Stored items from a collection:
####################
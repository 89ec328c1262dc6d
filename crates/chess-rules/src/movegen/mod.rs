//! Move generation.
//!
//! Three layers, each built on the one before:
//! - attack mode ([`attacks`]): squares a piece hits, used for check detection
//! - pseudo-legal mode ([`pseudo_legal_targets`]): movement and occupancy rules,
//!   castling and en passant included, king safety ignored
//! - legal mode ([`legal_targets`], [`legal_moves`]): pseudo-legal targets that
//!   do not leave the mover's own king attacked

mod attacks;
pub mod perft;

use chess_core::{Color, Move, MoveFlag, Piece, PieceKind, Square};
use tracing::trace;

use crate::position::CastleSide;
use crate::{Board, CastlingCheck, Position, SquareSet};

pub use attacks::{attacks, is_in_check, is_square_attacked};

/// Returns the pseudo-legal targets of the piece on `from`.
///
/// Squares holding a friendly piece are never included. Empty when `from`
/// is vacant.
pub fn pseudo_legal_targets(
    position: &Position,
    from: Square,
    castling: CastlingCheck,
) -> SquareSet {
    let board = &position.board;
    let Some(piece) = board.piece_at(from) else {
        return SquareSet::EMPTY;
    };

    let targets = match piece.kind {
        PieceKind::Pawn => pawn_targets(position, piece),
        PieceKind::King => attacks(board, piece) | castling_targets(position, piece, castling),
        _ => attacks(board, piece),
    };
    targets & !board.occupancy(piece.color)
}

fn pawn_targets(position: &Position, pawn: Piece) -> SquareSet {
    let board = &position.board;
    let forward = pawn.color.forward();
    let mut targets = SquareSet::EMPTY;

    if let Some(one) = pawn.square.offset(0, forward).filter(|&sq| board.is_vacant(sq)) {
        targets.insert(one);
        if pawn.square.rank_index() == pawn.color.pawn_rank() {
            if let Some(two) = one.offset(0, forward).filter(|&sq| board.is_vacant(sq)) {
                targets.insert(two);
            }
        }
    }

    for target in attacks(board, pawn) {
        if board.piece_at(target).is_some_and(|p| p.color != pawn.color) {
            targets.insert(target);
        }
    }

    if let Some(target) = en_passant_target(position, pawn) {
        targets.insert(target);
    }

    targets
}

/// Returns the square `pawn` may capture onto en passant.
///
/// Requires the pawn on its fifth rank and the previous move to be an enemy
/// pawn's two-square advance landing right beside it.
pub(crate) fn en_passant_target(position: &Position, pawn: Piece) -> Option<Square> {
    if pawn.kind != PieceKind::Pawn || pawn.square.rank_index() != pawn.color.en_passant_rank() {
        return None;
    }
    let (src, dst) = position.last_move?;
    let enemy = pawn.color.opposite();
    let jumped = src.file_index() == dst.file_index()
        && src.rank_index() == enemy.pawn_rank()
        && src.rank_index().abs_diff(dst.rank_index()) == 2;
    let beside = dst.rank_index() == pawn.square.rank_index()
        && dst.file_index().abs_diff(pawn.square.file_index()) == 1;

    if jumped && beside && position.board.holds(dst, PieceKind::Pawn, enemy) {
        dst.offset(0, pawn.color.forward())
    } else {
        None
    }
}

fn castling_targets(position: &Position, king: Piece, castling: CastlingCheck) -> SquareSet {
    let board = &position.board;
    let color = king.color;
    let rank = color.back_rank();
    let mut targets = SquareSet::EMPTY;

    if Square::from_coords(4, rank) != Some(king.square) {
        return targets;
    }

    for side in [CastleSide::Kingside, CastleSide::Queenside] {
        if !position.castling.has(color, side) {
            continue;
        }
        let rook_home = Square::from_coords(side.rook_file(), rank);
        if !rook_home.is_some_and(|sq| board.holds(sq, PieceKind::Rook, color)) {
            continue;
        }
        let between_clear = side
            .between_files()
            .iter()
            .filter_map(|&file| Square::from_coords(file, rank))
            .all(|sq| board.is_vacant(sq));
        if !between_clear {
            continue;
        }
        let (Some(crossed), Some(target)) = (
            Square::from_coords(side.rook_target_file(), rank),
            Square::from_coords(side.king_target_file(), rank),
        ) else {
            continue;
        };
        if castling == CastlingCheck::Strict
            && (is_in_check(board, color)
                || is_square_attacked(board, crossed, color.opposite())
                || is_square_attacked(board, target, color.opposite()))
        {
            continue;
        }
        targets.insert(target);
    }

    targets
}

/// Builds the move `from` → `to` with the flag the board implies.
///
/// A pawn reaching its last rank becomes `promotion`, or a queen when no
/// choice is given.
pub fn classify(board: &Board, from: Square, to: Square, promotion: Option<PieceKind>) -> Move {
    let flag = match board.piece_at(from) {
        Some(p) if p.kind == PieceKind::Pawn => {
            if to.rank_index() == p.color.promotion_rank() {
                MoveFlag::Promotion(promotion.unwrap_or(PieceKind::Queen))
            } else if from.file_index() != to.file_index() && board.is_vacant(to) {
                MoveFlag::EnPassant
            } else if from.rank_index().abs_diff(to.rank_index()) == 2 {
                MoveFlag::DoublePush
            } else {
                MoveFlag::Normal
            }
        }
        Some(p)
            if p.kind == PieceKind::King && from.file_index().abs_diff(to.file_index()) == 2 =>
        {
            if to.file_index() > from.file_index() {
                MoveFlag::CastleKingside
            } else {
                MoveFlag::CastleQueenside
            }
        }
        _ => MoveFlag::Normal,
    };
    Move::new(from, to, flag)
}

/// Returns the legal targets of the piece on `from`.
///
/// Each pseudo-legal candidate is tried on a scratch copy of the board and
/// taken back again; candidates that leave the mover's king attacked are
/// dropped.
pub fn legal_targets(position: &Position, from: Square, castling: CastlingCheck) -> SquareSet {
    let Some(piece) = position.board.piece_at(from) else {
        return SquareSet::EMPTY;
    };
    let mut targets = pseudo_legal_targets(position, from, castling);

    let mut scratch = position.board.clone();
    targets.retain(|to| {
        let mv = classify(&scratch, from, to, None);
        let exposed = scratch.with_applied(mv, |board| is_in_check(board, piece.color));
        if exposed {
            trace!(%mv, "candidate leaves own king attacked");
        }
        !exposed
    });
    targets
}

/// Returns every legal move for the side to move.
///
/// A promoting pawn contributes one move per promotion kind.
pub fn legal_moves(position: &Position, castling: CastlingCheck) -> Vec<Move> {
    let mut moves = Vec::new();
    for piece in position.board.pieces_of(position.side_to_move) {
        for to in legal_targets(position, piece.square, castling) {
            let mv = classify(&position.board, piece.square, to, None);
            if mv.flag.promotion().is_some() {
                moves.extend(
                    PieceKind::PROMOTIONS
                        .iter()
                        .map(|&kind| Move::new(mv.from, mv.to, MoveFlag::Promotion(kind))),
                );
            } else {
                moves.push(mv);
            }
        }
    }
    moves
}

/// Returns true if `color` has at least one legal move.
pub fn has_legal_move(position: &Position, color: Color, castling: CastlingCheck) -> bool {
    position
        .board
        .pieces_of(color)
        .any(|piece| !legal_targets(position, piece.square, castling).is_empty())
}

#[cfg(test)]
mod tests {
    use super::*;

    fn sq(s: &str) -> Square {
        Square::from_algebraic(s).unwrap()
    }

    fn position(save: &str) -> Position {
        Position::from_save(save).unwrap()
    }

    #[test]
    fn startpos_has_twenty_moves_each_side() {
        let mut pos = Position::startpos();
        assert_eq!(legal_moves(&pos, CastlingCheck::Lenient).len(), 20);
        pos.side_to_move = Color::Black;
        assert_eq!(legal_moves(&pos, CastlingCheck::Lenient).len(), 20);
    }

    #[test]
    fn pawn_single_and_double_push() {
        let pos = Position::startpos();
        let targets = legal_targets(&pos, sq("a2"), CastlingCheck::Lenient);
        assert_eq!(targets.len(), 2);
        assert!(targets.contains(sq("a3")));
        assert!(targets.contains(sq("a4")));
        assert!(!targets.contains(sq("a5")));
    }

    #[test]
    fn pawn_double_push_needs_both_squares_empty() {
        let pos = position(
            "false;false;false;false;white;0;\
             ....k.../......../......../......../p......./.p....../PP....../....K...",
        );
        assert!(pseudo_legal_targets(&pos, sq("a2"), CastlingCheck::Lenient)
            .contains(sq("a3")));
        assert!(!pseudo_legal_targets(&pos, sq("a2"), CastlingCheck::Lenient)
            .contains(sq("a4")));
        // b2 is blocked immediately, so neither push is available.
        let b2 = pseudo_legal_targets(&pos, sq("b2"), CastlingCheck::Lenient);
        assert!(!b2.contains(sq("b3")));
        assert!(!b2.contains(sq("b4")));
    }

    #[test]
    fn pawn_off_start_rank_has_no_double_push() {
        let pos = position(
            "false;false;false;false;white;0;\
             ....k.../......../......../......../......../P......./......../....K...",
        );
        let targets = pseudo_legal_targets(&pos, sq("a3"), CastlingCheck::Lenient);
        assert_eq!(targets, SquareSet::from_square(sq("a4")));
    }

    #[test]
    fn pawn_captures_only_enemies() {
        let pos = position(
            "false;false;false;false;white;0;\
             ....k.../......../......../......../......../n.N...../.P....../....K...",
        );
        let targets = pseudo_legal_targets(&pos, sq("b2"), CastlingCheck::Lenient);
        assert!(targets.contains(sq("a3")));
        assert!(!targets.contains(sq("c3")));
    }

    #[test]
    fn slider_ray_includes_enemy_excludes_friend() {
        let pos = position(
            "false;false;false;false;white;0;\
             ....k.../......../......../......../......../p......./......../R..N.K..",
        );
        let targets = pseudo_legal_targets(&pos, sq("a1"), CastlingCheck::Lenient);
        assert!(targets.contains(sq("a2")));
        assert!(targets.contains(sq("a3")));
        assert!(!targets.contains(sq("a4")));
        assert!(targets.contains(sq("c1")));
        assert!(!targets.contains(sq("d1")));
        assert_eq!(targets.len(), 4);
    }

    #[test]
    fn knight_targets_at_start() {
        let pos = Position::startpos();
        let targets = legal_targets(&pos, sq("b1"), CastlingCheck::Lenient);
        let expected: SquareSet = [sq("a3"), sq("c3")].into_iter().collect();
        assert_eq!(targets, expected);
    }

    #[test]
    fn pinned_piece_cannot_leave_the_line() {
        let pos = position(
            "false;false;false;false;white;0;\
             ....r..k/......../......../......../......../......../....B.../....K...",
        );
        assert!(!pseudo_legal_targets(&pos, sq("e2"), CastlingCheck::Lenient).is_empty());
        assert!(legal_targets(&pos, sq("e2"), CastlingCheck::Lenient).is_empty());
    }

    #[test]
    fn king_cannot_step_into_attack() {
        let pos = position(
            "false;false;false;false;white;0;\
             ...r...k/......../......../......../......../......../......../....K...",
        );
        let targets = legal_targets(&pos, sq("e1"), CastlingCheck::Lenient);
        assert!(!targets.contains(sq("d1")));
        assert!(!targets.contains(sq("d2")));
        assert!(targets.contains(sq("f2")));
    }

    #[test]
    fn lenient_castling_ignores_attacked_path() {
        let save = "true;false;false;false;white;0;\
                    ....kr../......../......../......../......../......../......../....K..R";
        let pos = position(save);
        assert!(legal_targets(&pos, Square::E1, CastlingCheck::Lenient).contains(Square::G1));
        assert!(!legal_targets(&pos, Square::E1, CastlingCheck::Strict).contains(Square::G1));
    }

    #[test]
    fn strict_castling_refuses_out_of_check() {
        let pos = position(
            "true;true;false;false;white;0;\
             ....r..k/......../......../......../......../......../......../R...K..R",
        );
        let strict = legal_targets(&pos, Square::E1, CastlingCheck::Strict);
        assert!(!strict.contains(Square::G1));
        assert!(!strict.contains(Square::C1));
    }

    #[test]
    fn queenside_castling_needs_b_file_empty() {
        let pos = position(
            "false;true;false;false;white;0;\
             ....k.../......../......../......../......../......../......../RN..K...",
        );
        assert!(!legal_targets(&pos, Square::E1, CastlingCheck::Lenient).contains(Square::C1));
    }

    #[test]
    fn en_passant_needs_previous_double_push() {
        let mut pos = position(
            "false;false;false;false;white;0;\
             ....k.../......../......../...pP.../......../......../......../....K...",
        );
        let e5 = sq("e5");
        assert!(!legal_targets(&pos, e5, CastlingCheck::Lenient).contains(sq("d6")));

        pos.last_move = Some((sq("d7"), sq("d5")));
        assert!(legal_targets(&pos, e5, CastlingCheck::Lenient).contains(sq("d6")));

        pos.last_move = Some((sq("d6"), sq("d5")));
        assert!(!legal_targets(&pos, e5, CastlingCheck::Lenient).contains(sq("d6")));
    }

    #[test]
    fn promotions_expand_to_four_moves() {
        let pos = position(
            "false;false;false;false;white;0;\
             .......k/P......./......../......../......../......../......../....K...",
        );
        let promotions = legal_moves(&pos, CastlingCheck::Lenient)
            .into_iter()
            .filter(|m| m.flag.promotion().is_some())
            .count();
        assert_eq!(promotions, 4);
    }

    #[test]
    fn classify_flags() {
        let board = Board::startpos();
        assert_eq!(classify(&board, sq("e2"), sq("e4"), None).flag, MoveFlag::DoublePush);
        assert_eq!(classify(&board, sq("e2"), sq("e3"), None).flag, MoveFlag::Normal);
        assert_eq!(classify(&board, sq("g1"), sq("f3"), None).flag, MoveFlag::Normal);
        assert_eq!(
            classify(&board, Square::E1, Square::G1, None).flag,
            MoveFlag::CastleKingside
        );
        assert_eq!(
            classify(&board, Square::E1, Square::C1, None).flag,
            MoveFlag::CastleQueenside
        );
    }

    #[test]
    fn legal_targets_leave_position_untouched() {
        let pos = Position::startpos();
        let before = pos.clone();
        for piece in pos.board.pieces() {
            let _ = legal_targets(&pos, piece.square, CastlingCheck::Strict);
        }
        assert_eq!(pos, before);
    }
}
####################
-- What is expected --
Collect each line above holding the string "crossed".

-- Solution to the exercise --
        let (Some(crossed), Some(target)) = (
                || is_square_attacked(board, crossed, color.opposite())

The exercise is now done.